### [Your task]
From the records below, transcribe only the lines running from the one with "if let Err(e)" through the one with "pub fn config(&self)". Keep both of those end lines.

[Saved data entries]
******************************
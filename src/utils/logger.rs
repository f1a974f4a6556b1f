use tracing_subscriber::{layer::SubscriberExt, util::SubscriberInitExt, EnvFilter};

pub fn init_cli_logger(verbose: bool) {
    let filter = if verbose {
        EnvFilter::try_from_default_env()
            .unwrap_or_else(|_| EnvFilter::new("resilient_joke=debug,info"))
    } else {
        EnvFilter::try_from_default_env()
            .unwrap_or_else(|_| EnvFilter::new("resilient_joke=info"))
    };

    tracing_subscriber::registry()
        .with(filter)
        .with(
            tracing_subscriber::fmt::layer()
                .with_target(false)
                .with_thread_ids(false)
                .with_file(false)
                .with_line_number(false)
                .compact(),
        )
        .init();
}

pub fn init_json_logger(verbose: bool) {
    let default_directive = if verbose {
        "resilient_joke=debug,info"
    } else {
        "resilient_joke=info"
    };
    let filter =
        EnvFilter::try_from_default_env().unwrap_or_else(|_| EnvFilter::new(default_directive));

    tracing_subscriber::registry()
        .with(filter)
        .with(
            tracing_subscriber::fmt::layer()
                .with_target(true)
                .with_thread_ids(false)
                .with_file(false)
                .with_line_number(false)
                .json(), // 結構化輸出，方便集中收集 fallback 事件
        )
        .init();
}
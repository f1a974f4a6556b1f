use thiserror::Error;

#[derive(Error, Debug)]
pub enum JokeError {
    #[error("API request failed: {0}")]
    ApiError(#[from] reqwest::Error),

    #[error("Unexpected status {status} from {url}")]
    UnexpectedStatus { status: u16, url: String },

    #[error("Malformed upstream payload: {message}")]
    MappingError { message: String },

    #[error("Circuit breaker '{name}' is open")]
    CircuitOpen { name: String },

    #[error("Rate limiter '{name}' rejected the call")]
    RateLimited { name: String },

    #[error("Bulkhead '{name}' is full")]
    BulkheadFull { name: String },

    #[error("IO error: {0}")]
    IoError(#[from] std::io::Error),

    #[error("Configuration error: {message}")]
    ConfigError { message: String },

    #[error("Invalid value '{value}' for {field}: {reason}")]
    InvalidConfigValueError {
        field: String,
        value: String,
        reason: String,
    },
}

/// 錯誤分類，對應 fallback 路徑的處理方式
#[derive(Debug, Clone, Copy, PartialEq, Eq)]
pub enum ErrorCategory {
    /// 網路錯誤、逾時、非 2xx 狀態：可重試
    Transient,
    /// 速率限制或 bulkhead 已滿：直接 fallback
    Saturation,
    /// 斷路器開啟：不發出網路請求
    CircuitOpen,
    /// 上游回應格式錯誤：與 Transient 同樣重試
    Mapping,
    Configuration,
}

impl JokeError {
    pub fn category(&self) -> ErrorCategory {
        match self {
            JokeError::ApiError(_) | JokeError::UnexpectedStatus { .. } => {
                ErrorCategory::Transient
            }
            JokeError::MappingError { .. } => ErrorCategory::Mapping,
            JokeError::CircuitOpen { .. } => ErrorCategory::CircuitOpen,
            JokeError::RateLimited { .. } | JokeError::BulkheadFull { .. } => {
                ErrorCategory::Saturation
            }
            JokeError::IoError(_)
            | JokeError::ConfigError { .. }
            | JokeError::InvalidConfigValueError { .. } => ErrorCategory::Configuration,
        }
    }

    pub fn is_retryable(&self) -> bool {
        matches!(
            self.category(),
            ErrorCategory::Transient | ErrorCategory::Mapping
        )
    }
}

pub type Result<T> = std::result::Result<T, JokeError>;
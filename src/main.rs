use clap::Parser;
use resilient_joke::utils::{logger, validation::Validate};
use resilient_joke::{CliConfig, JokeGateway};

#[tokio::main]
async fn main() -> anyhow::Result<()> {
    let cli = CliConfig::parse();

    // 初始化日誌
    if cli.json_logs {
        logger::init_json_logger(cli.verbose);
    } else {
        logger::init_cli_logger(cli.verbose);
    }

    tracing::info!("Starting resilient-joke CLI");
    if cli.verbose {
        tracing::debug!("CLI config: {:?}", cli);
    }

    let config = cli.load()?;

    // 驗證配置
    if let Err(e) = config.validate() {
        tracing::error!("❌ Configuration validation failed: {}", e);
        eprintln!("❌ {}", e);
        std::process::exit(1);
    }

    let registry = config.policy_registry();
    let client = config.build_client(&registry)?;

    for _ in 0..cli.count.max(1) {
        let category = match cli.requested_category() {
            Some(category) => category,
            None => client.random_category().await,
        };
        let joke = client.joke(&category).await;
        println!("[{}] {}", joke.category(), joke.text());
    }

    let metrics = client.policy().circuit_breaker().metrics();
    tracing::info!(
        "📊 Circuit breaker {:?}, buffered calls: {}, failed: {}, not permitted: {}",
        metrics.state,
        metrics.buffered_calls,
        metrics.failed_calls,
        metrics.not_permitted_calls
    );

    Ok(())
}
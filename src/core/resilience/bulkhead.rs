//! Semaphore bulkhead limiting concurrent in-flight calls.

use crate::utils::error::{JokeError, Result};
use serde::{Deserialize, Serialize};
use std::time::Duration;
use tokio::sync::{Semaphore, SemaphorePermit};

#[derive(Debug, Clone, Serialize, Deserialize)]
#[serde(default)]
pub struct BulkheadConfig {
    pub max_concurrent_calls: usize,
    /// 0 表示名額已滿時立即拒絕
    pub max_wait_duration_ms: u64,
}

impl Default for BulkheadConfig {
    fn default() -> Self {
        Self {
            max_concurrent_calls: 5,
            max_wait_duration_ms: 0,
        }
    }
}

#[derive(Debug)]
pub struct Bulkhead {
    name: String,
    config: BulkheadConfig,
    semaphore: Semaphore,
}

impl Bulkhead {
    pub fn new(name: impl Into<String>, config: BulkheadConfig) -> Self {
        let semaphore =
            Semaphore::new(config.max_concurrent_calls.clamp(1, Semaphore::MAX_PERMITS));
        Self {
            name: name.into(),
            config,
            semaphore,
        }
    }

    pub fn config(&self) -> &BulkheadConfig {
        &self.config
    }

    pub fn available_permits(&self) -> usize {
        self.semaphore.available_permits()
    }

    /// 名額在 permit 被 drop 時歸還（包含呼叫端取消的情況）
    pub async fn acquire(&self) -> Result<SemaphorePermit<'_>> {
        let permit = if self.config.max_wait_duration_ms == 0 {
            self.semaphore.try_acquire().ok()
        } else {
            let wait = Duration::from_millis(self.config.max_wait_duration_ms);
            tokio::time::timeout(wait, self.semaphore.acquire())
                .await
                .ok()
                .and_then(|acquired| acquired.ok())
        };

        permit.ok_or_else(|| {
            tracing::warn!(
                "🧱 Bulkhead '{}' is full ({} concurrent calls)",
                self.name,
                self.config.max_concurrent_calls
            );
            JokeError::BulkheadFull {
                name: self.name.clone(),
            }
        })
    }
}

#[cfg(test)]
mod tests {
    use super::*;

    fn bulkhead(max: usize, wait_ms: u64) -> Bulkhead {
        Bulkhead::new(
            "test",
            BulkheadConfig {
                max_concurrent_calls: max,
                max_wait_duration_ms: wait_ms,
            },
        )
    }

    #[tokio::test]
    async fn test_rejects_when_full() {
        let bh = bulkhead(1, 0);

        let held = bh.acquire().await.unwrap();
        assert_eq!(bh.available_permits(), 0);
        assert!(matches!(
            bh.acquire().await,
            Err(JokeError::BulkheadFull { .. })
        ));

        drop(held);
        assert_eq!(bh.available_permits(), 1);
        assert!(bh.acquire().await.is_ok());
    }

    #[tokio::test]
    async fn test_bounded_wait_gets_released_slot() {
        let bh = std::sync::Arc::new(bulkhead(1, 500));
        let held = bh.acquire().await.unwrap();

        let waiter = {
            let bh = bh.clone();
            tokio::spawn(async move { bh.acquire().await.is_ok() })
        };

        tokio::time::sleep(Duration::from_millis(20)).await;
        drop(held);

        assert!(waiter.await.unwrap());
    }

    #[tokio::test]
    async fn test_bounded_wait_times_out() {
        let bh = bulkhead(1, 20);
        let _held = bh.acquire().await.unwrap();

        assert!(bh.acquire().await.is_err());
    }

    #[test]
    fn test_oversized_config_is_clamped() {
        let bh = bulkhead(usize::MAX, 0);
        assert_eq!(bh.available_permits(), Semaphore::MAX_PERMITS);
    }
}
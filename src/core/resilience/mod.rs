//! Resilience subsystem.
//!
//! # Data Flow
//! ```text
//! Call to the joke API:
//!     → circuit_breaker.rs (fail fast while open)
//!     → rate_limiter.rs    (permits per refresh period)
//!     → bulkhead.rs        (concurrent in-flight cap)
//!     → retry.rs           (transient failures, backoff.rs for delays)
//!     → transport
//! ```
//!
//! Rejections from the first three layers never reach the network and are
//! never retried. `policy.rs` composes the layers into a named group shared
//! by every operation that uses the same name.

pub mod backoff;
pub mod bulkhead;
pub mod circuit_breaker;
pub mod policy;
pub mod rate_limiter;
pub mod retry;

pub use backoff::BackoffStrategy;
pub use bulkhead::{Bulkhead, BulkheadConfig};
pub use circuit_breaker::{
    CircuitBreaker, CircuitBreakerConfig, CircuitBreakerMetrics, CircuitState, SlidingWindowType,
};
pub use policy::{PolicyConfig, PolicyRegistry, ResiliencePolicy, DEFAULT_POLICY_NAME};
pub use rate_limiter::{RateLimiter, RateLimiterConfig};
pub use retry::{Retry, RetryConfig};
******************************
### [Expected output]
    if let Err(e) = config.validate() {
        tracing::error!("❌ Configuration validation failed: {}", e);
        eprintln!("❌ {}", e);
        std::process::exit(1);
    }

    let registry = config.policy_registry();
    let client = config.build_client(&registry)?;

    for _ in 0..cli.count.max(1) {
        let category = match cli.requested_category() {
            Some(category) => category,
            None => client.random_category().await,
        };
        let joke = client.joke(&category).await;
        println!("[{}] {}", joke.category(), joke.text());
    }

    let metrics = client.policy().circuit_breaker().metrics();
    tracing::info!(
        "📊 Circuit breaker {:?}, buffered calls: {}, failed: {}, not permitted: {}",
        metrics.state,
        metrics.buffered_calls,
        metrics.failed_calls,
        metrics.not_permitted_calls
    );

    Ok(())
}
filename src/core/resilience/bulkhead.rs
//! Semaphore bulkhead limiting concurrent in-flight calls.

use crate::utils::error::{JokeError, Result};
use serde::{Deserialize, Serialize};
use std::time::Duration;
use tokio::sync::{Semaphore, SemaphorePermit};

#[derive(Debug, Clone, Serialize, Deserialize)]
#[serde(default)]
pub struct BulkheadConfig {
    pub max_concurrent_calls: usize,
    /// 0 表示名額已滿時立即拒絕
    pub max_wait_duration_ms: u64,
}

impl Default for BulkheadConfig {
    fn default() -> Self {
        Self {
            max_concurrent_calls: 5,
            max_wait_duration_ms: 0,
        }
    }
}

#[derive(Debug)]
pub struct Bulkhead {
    name: String,
    config: BulkheadConfig,
    semaphore: Semaphore,
}

impl Bulkhead {
    pub fn new(name: impl Into<String>, config: BulkheadConfig) -> Self {
        let semaphore =
            Semaphore::new(config.max_concurrent_calls.clamp(1, Semaphore::MAX_PERMITS));
        Self {
            name: name.into(),
            config,
            semaphore,
        }
    }

    pub fn config(&self) -> &BulkheadConfig {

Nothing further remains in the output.